Vom Schweizer Nationaltrainer Nils Nielsen, der auf Martina Voss-Tecklenburg gefolgt war, erhielt Fasel, die in Bern Sportwissenschaften und BWL studiert, ein positives Feedback. «Er hat mir gesagt, dass ich bei den Young Boys dranbleiben solle, und gab mir mit auf den Weg, an einigen Punkten zu arbeiten.» Während das Stellungsspiel und die Angriffsauslösung zu den Stärken der Freiburgerin gehören, hat sie im Verteidigen eins gegen eins noch Steigerungspotenzial. «Und ich muss das Kopfballspiel noch mehr zu einer Stärke machen. Für eine Innenverteidigerin kann es eine offensive Waffe sein.» Dass Fasel durchaus bereits mit dem Kopf treffen kann, hat sie im Cup-Halbfinal gegen die Grasshoppers bewiesen, als sie das erste Tor für die Bernerinnen zum 2:1-Sieg und damit dem Finaleinzug erzielte. «Tore zu schiessen, ist zwar nicht meine Hauptaufgabe, aber ich versuche natürlich bei Standardsituationen meine Qualitäten einzubringen.»

YBs fehlende Konstanz

Im Cupfinal von heute Samstag in Biel (16 Uhr) sind die YB-Frauen indes klare Aussenseiterinnen gegen den Liga-Dominator FC Zürich. «Aber der Cup hat bekanntlich seine eigenen Gesetze. In einem Final ist alles möglich. Wir sind ein junges, hungriges Team, das als Einheit auftreten und bis zum Ende kämpfen wird», sagt Fasel entschlossen, auch wenn Zürich viele spielstarke Spielerinnen in seinen Reihen habe – auch solche mit Auslandserfahrung. Entscheidend für die Bernerinnen wird sein, dass sie im Spiel gegen den favorisierten FCZ keine grossen Zwischentiefs verzeichnen. «Denn unser Problem ist die fehlende Konstanz», erklärt Fasel mit Blick auf den enttäuschenden 7. Rang im NLA-Championat. «Wir haben gute Phasen im Spiel und sind überlegen, schaffen es aber nicht, das über die 90 Minuten durchzuziehen.» Immer wieder würden sie unnötige Fehler in der Defensive begehen. «Und offensiv sind wir zu wenig kaltblütig. Dafür bezahlen wir Lehrgeld. Unsere Klassierung entspricht nicht unserem Leistungsniveau.»
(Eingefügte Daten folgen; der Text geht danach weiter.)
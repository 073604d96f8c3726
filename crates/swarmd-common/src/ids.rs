//! Typed identifiers and their generation rules.
//!
//! `spec.md` §9 flags the source's inconsistent `id` vs `agent_id` naming as
//! a bug to fix. Wrapping every identifier in its own newtype means the
//! compiler enforces the choice instead of a naming convention.

use chrono::Utc;
use rand::Rng;
use serde::{Deserialize, Serialize};
use std::fmt;

fn random_hex(len: usize) -> String {
    let mut rng = rand::rng();
    let bytes: Vec<u8> = (0..len.div_ceil(2)).map(|_| rng.random()).collect();
    let mut s = hex::encode(bytes);
    s.truncate(len);
    s
}

macro_rules! string_id {
    ($name:ident) => {
        #[derive(Debug, Clone, PartialEq, Eq, Hash, PartialOrd, Ord, Serialize, Deserialize)]
        pub struct $name(String);

        impl $name {
            pub fn new(raw: impl Into<String>) -> Self {
                Self(raw.into())
            }

            pub fn as_str(&self) -> &str {
                &self.0
            }

            pub fn into_string(self) -> String {
                self.0
            }
        }

        impl fmt::Display for $name {
            fn fmt(&self, f: &mut fmt::Formatter<'_>) -> fmt::Result {
                f.write_str(&self.0)
            }
        }

        impl From<String> for $name {
            fn from(s: String) -> Self {
                Self(s)
            }
        }

        impl From<&str> for $name {
            fn from(s: &str) -> Self {
                Self(s.to_string())
            }
        }

        impl AsRef<str> for $name {
            fn as_ref(&self) -> &str {
                &self.0
            }
        }
    };
}

string_id!(TaskId);
string_id!(WorkerId);
string_id!(ReviewId);
string_id!(PhaseId);

/// Sentinel parent id for root-level workers (depth 1, parent depth 0).
pub const ORCHESTRATOR_PARENT: &str = "orchestrator";

impl TaskId {
    /// `TASK-{UTCdate}-{UTCtime}-{8 random hex}` per `spec.md` §3.
    pub fn generate() -> Self {
        let now = Utc::now();
        Self(format!(
            "TASK-{}-{}-{}",
            now.format("%Y%m%d"),
            now.format("%H%M%S"),
            random_hex(8)
        ))
    }
}

impl WorkerId {
    /// `{type}-{HHMMSS}-{6 random hex}` per `spec.md` §3.
    ///
    /// `worker_type` is an open-set string tag (`spec.md` §9): validated for
    /// length and charset by the caller, not constrained here.
    pub fn generate(worker_type: &str) -> Self {
        let now = Utc::now();
        Self(format!(
            "{}-{}-{}",
            worker_type,
            now.format("%H%M%S"),
            random_hex(6)
        ))
    }

    /// The mux session name hosting this worker: `agent_{id}`.
    pub fn mux_session_name(&self) -> String {
        format!("agent_{}", self.0)
    }
}

impl ReviewId {
    pub fn generate(phase_index: usize) -> Self {
        let now = Utc::now();
        Self(format!(
            "REVIEW-{:02}-{}-{}",
            phase_index,
            now.format("%H%M%S"),
            random_hex(6)
        ))
    }
}

impl PhaseId {
    pub fn generate(order_index: usize) -> Self {
        Self(format!("PHASE-{:02}-{}", order_index, random_hex(4)))
    }
}
//! Thin wrapper over the external terminal-multiplexer capability
//! (`spec.md` §6.3, `MuxAdapter`). This crate's only hard requirement is the
//! trait; `TmuxAdapter` and `FakeMuxAdapter` are both ambient additions so
//! the daemon is runnable end to end without a live tmux binary in tests.

mod fake;
mod tmux;

pub use fake::FakeMuxAdapter;
pub use tmux::TmuxAdapter;

use async_trait::async_trait;

#[async_trait]
pub trait MuxAdapter: Send + Sync {
    async fn start_session(
        &self,
        name: &str,
        working_dir: &std::path::Path,
        command: &[String],
    ) -> anyhow::Result<()>;

    async fn session_alive(&self, name: &str) -> anyhow::Result<bool>;

    async fn kill_session(&self, name: &str) -> anyhow::Result<()>;

    async fn capture_output(&self, name: &str, last_n_lines: Option<usize>) -> anyhow::Result<String>;

    async fn list_sessions(&self) -> anyhow::Result<Vec<String>>;

    async fn pane_pid(&self, name: &str) -> anyhow::Result<Option<u32>>;
}
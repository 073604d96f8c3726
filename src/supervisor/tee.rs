//! Background task piping a worker's raw stdout through `smart_tee` into its
//! official output stream file (`spec.md` §4.2.1 step 7, §4.2.2).

use crate::eventlog::{self, smart_tee};
use crate::mux::MuxAdapter;
use std::path::PathBuf;
use std::sync::Arc;
use std::time::Duration;
use tokio::io::{AsyncReadExt, AsyncSeekExt};

const POLL_INTERVAL: Duration = Duration::from_millis(300);

/// Polls `raw_path` for newly appended bytes, smart-tees each complete line,
/// and appends the result to `output_path`. Runs until the mux session is no
/// longer alive, taking one final pass afterward to catch trailing output
/// written right before the process exited.
pub async fn run_output_tee(
    mux: Arc<dyn MuxAdapter>,
    session: String,
    raw_path: PathBuf,
    output_path: PathBuf,
    line_cap: usize,
    field_cap: usize,
) {
    let mut offset: u64 = 0;
    let mut pending = String::new();

    loop {
        let alive = mux.session_alive(&session).await.unwrap_or(false);
        offset = drain_new_lines(&raw_path, &output_path, offset, &mut pending, line_cap, field_cap).await;
        if !alive {
            break;
        }
        tokio::time::sleep(POLL_INTERVAL).await;
    }
}

async fn drain_new_lines(
    raw_path: &PathBuf,
    output_path: &PathBuf,
    offset: u64,
    pending: &mut String,
    line_cap: usize,
    field_cap: usize,
) -> u64 {
    let Ok(mut file) = tokio::fs::File::open(raw_path).await else {
        return offset;
    };
    if file.seek(std::io::SeekFrom::Start(offset)).await.is_err() {
        return offset;
    }
    let mut buf = Vec::new();
    let Ok(read) = file.read_to_end(&mut buf).await else {
        return offset;
    };
    if read == 0 {
        return offset;
    }
    pending.push_str(&String::from_utf8_lossy(&buf));

    while let Some(idx) = pending.find('\n') {
        let line: String = pending.drain(..=idx).collect();
        let line = line.trim_end_matches('\n');
        if !line.is_empty() {
            let teed = smart_tee(line, line_cap, field_cap);
            let _ = eventlog::append_raw_line(output_path, &format!("{teed}\n")).await;
        }
    }

    offset + read as u64
}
Ein Überraschungscoup heute im Cupfinal gegen den FCZ würde YB für die mediokre Meisterschaft mehr als nur entschädigen. Schon jetzt ist sicher, dass Fasel, die kürzlich das C-Trainerdiplom gemacht hat und eine regionale U13-Auswahl trainiert – «die täglichen Fortschritte der Kleinen zu sehen, macht unglaublich viel Freude» –, auch in der kommenden Saison das Trikot der Bernerinnen tragen wird. Einmal den Bachelor in der Tasche, würde sie nur allzu gerne den Traum der Profi-Fussballerin leben. «Der Frauen-Fussball entwickelt sich in allen Ländern weiter. Vor allem in Spanien und England investieren die grossen Clubs in ihre Frauen-Teams.»

«Wir sind ein junges, hungriges Team, das als Einheit auftreten und bis zum Ende kämpfen wird.»

Carola Fasel

YB-Spielerin

«Ich muss das Kopfballspiel noch mehr zu einer Stärke machen.»